About The Artist


Menno Winand Baars  (born October 04, 1967, Utrecht) is one of the self-taught fine art painters to come out of The Netherlands. Throughout the years, his style has seriously evolved from avant-garde movement Cobra to New Expressionism and beyond, but there has been one subject that has remained a constant in his creative capture, the provocative and suggestive (and kind of hilarious) figures. In common his painting is very instinctive, wildly and unbridled. From start Mr. Baars was possessed with an urgency and authenticity that were to be the yardstick for his entire later career. He invented a signature gesture and spend his life refining it. A personal liberation from the shackles of social order.


It is impossible to pin mr. Baars down to a set of influences. Indeed, it would be hard to name any central, or often marginal, force in Dutch painting which has not affected his imaginative process. Like Vincent Van Gogh (1853-1890) his early painting is a vehement, visceral identification with paint, making of it a living substance. As with Karel Appel (1921-2006), there is in Menno Baars's art a lofty ideality and purity, a love of contrasting primary colours with lots of bravery and rudeness. And the new work is, in the artist’s words a “declaration of love” for the paintings of Dutch born and American raised artist Willem de Kooning (1904-1997). To say however that he is the result of those three worlds is to belittle the originality and excitement.
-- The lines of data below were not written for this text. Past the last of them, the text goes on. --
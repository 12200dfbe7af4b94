#![forbid(unsafe_code)]

//! Small animation primitives shared by the controllers.
//!
//! Two shapes cover the page: fixed-step ramps (skill bars, counters), where a
//! value climbs to its target in `n` equal steps and the last step lands on
//! the target exactly, and time-based tweens (the fallback smooth scroll).

use core::time::Duration;

/// Easing function signature: maps `t` in [0, 1] to output in [0, 1].
pub type EasingFn = fn(f64) -> f64;

/// Identity easing (constant velocity).
#[inline]
pub fn linear(t: f64) -> f64 {
    t.clamp(0.0, 1.0)
}

/// Quadratic ease-in-out (slow start and end).
#[inline]
pub fn ease_in_out(t: f64) -> f64 {
    let t = t.clamp(0.0, 1.0);
    if t < 0.5 {
        2.0 * t * t
    } else {
        1.0 - (-2.0 * t + 2.0).powi(2) / 2.0
    }
}

/// A ramp from 0 to `target` in `steps` equal increments.
///
/// # Invariants
///
/// 1. `value()` is non-decreasing across `advance()` calls.
/// 2. After `steps` advances, `value() == target` exactly and the ramp is done.
/// 3. Advancing a finished ramp is a no-op.
#[derive(Debug, Clone, Copy, PartialEq)]
pub struct StepRamp {
    target: f64,
    steps: u32,
    step: u32,
}

impl StepRamp {
    /// `steps` of zero behaves as one step.
    #[must_use]
    pub fn new(target: f64, steps: u32) -> Self {
        Self {
            target,
            steps: steps.max(1),
            step: 0,
        }
    }

    /// Move one step; returns the new value.
    pub fn advance(&mut self) -> f64 {
        if self.step < self.steps {
            self.step += 1;
        }
        self.value()
    }

    #[must_use]
    pub fn value(&self) -> f64 {
        if self.step >= self.steps {
            self.target
        } else {
            (self.target * f64::from(self.step) / f64::from(self.steps)).min(self.target)
        }
    }

    #[must_use]
    pub fn is_done(&self) -> bool {
        self.step >= self.steps
    }

    #[must_use]
    pub fn target(&self) -> f64 {
        self.target
    }

    #[must_use]
    pub fn step(&self) -> u32 {
        self.step
    }
}

/// Time-based interpolation between two values.
#[derive(Debug, Clone, Copy)]
pub struct Tween {
    from: f64,
    to: f64,
    start: Duration,
    duration: Duration,
    easing: EasingFn,
}

impl Tween {
    #[must_use]
    pub fn new(from: f64, to: f64, start: Duration, duration: Duration) -> Self {
        Self {
            from,
            to,
            start,
            duration,
            easing: ease_in_out,
        }
    }

    #[must_use]
    pub fn with_easing(mut self, easing: EasingFn) -> Self {
        self.easing = easing;
        self
    }

    /// Normalized progress at `now`, in [0, 1].
    #[must_use]
    pub fn progress(&self, now: Duration) -> f64 {
        if self.duration.is_zero() {
            return 1.0;
        }
        let elapsed = now.saturating_sub(self.start);
        (elapsed.as_secs_f64() / self.duration.as_secs_f64()).min(1.0)
    }

    /// Interpolated value at `now`; exactly `to` once finished.
    #[must_use]
    pub fn value_at(&self, now: Duration) -> f64 {
        let p = self.progress(now);
        if p >= 1.0 {
            return self.to;
        }
        self.from + (self.to - self.from) * (self.easing)(p)
    }

    #[must_use]
    pub fn is_done(&self, now: Duration) -> bool {
        self.progress(now) >= 1.0
    }
}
Bird Garden, size 100x120cm, Menno Baars copyright 1993


When an artist changes his style, you can have a new look, a fresh look, and suddenly you can see things that you didn’t see before in the earlier work. Things many people could not see because of preconceptions.  One can describe his early work by a thick application of paint, violent colors and vehement broad brush stroke combined with the physical properties of pastel. In those first paintings an utmostly lively structured, colourful surface evolves. It resembles a kind of skin that consists of various colours interfering with each other and creating new shades. People in relation to each other, increasingly abstracted, expressed in light, colours and shapes. They all tell tales of joy and melancholy, attraction and rejection, flippancy and eternity, chaos and orderliness, rationality and emotion. Obvious humour is the key element.


Girl With Yellow Arms, 160x180cm, copyright Menno Baars 2008


Well known in the Netherlands as one of the main cardiologists he seemed destined to have a respected but not transcendent art career. His involvement with deceptively childlike imagery attracted a flurry of attention, and he made a splash in New York in the first decade of this century. But later works were received more coolly as his attention apparently shifted away from painting to his medical work in the hospital. A sort of fallow period began and Baars saw his work go out of fashion. By 2013, when he stopped working at hospitals and started his own clinics, he experienced a new restless burst of creative activity in a more mature way, revisiting the complex imagery of his early painting. This new-found freedom brought him back to the public eye and tackles instantly the old cliché that Baars is only to be identified with funny creatures with happy smiles in vibrant colors. The playful, anything-goes spirit is gone in his latest canvases; Baars’s new work is rooted in a more classical artistic tradition, far from spontaneous. You wouldn’t expect Menno Baars to do that, but in fact he did it all the time. Baars: “You have to fight the conventions of the genre and the subject itself in order to make something new.” It led him quite unexpectedly into the realm of pure painting and into uncharted territory. It is no surprise that he was able to breathe new life into techniques in which he had reached heights of extraordinary technical virtuosity. The new painting is characterized by large-scale works with expressionistic mark-making and unrefined, even grotesque, figurative depiction. Now he depicts his subjects in an almost raw and brutish manner with highly textural and expressive brushwork in intense colors interspersed with watercolor-like pastel shades with dramatic smears of black.



Woman On A Mission and Nothing Can Stop Her, size 180x200cm, Menno Baars copyright 2017


The work of mr. Baars has been incorporated in the collections of many celebrities and royal families. Well-known is his "Understanding New York" (collection JFK Airport New York).  As a performance artist he made a claim to fame by throwing paint on an airplane, painting whilst sailing at the Volvo Ocean Race and giving an hot air balloon the 'Baars-make-over’.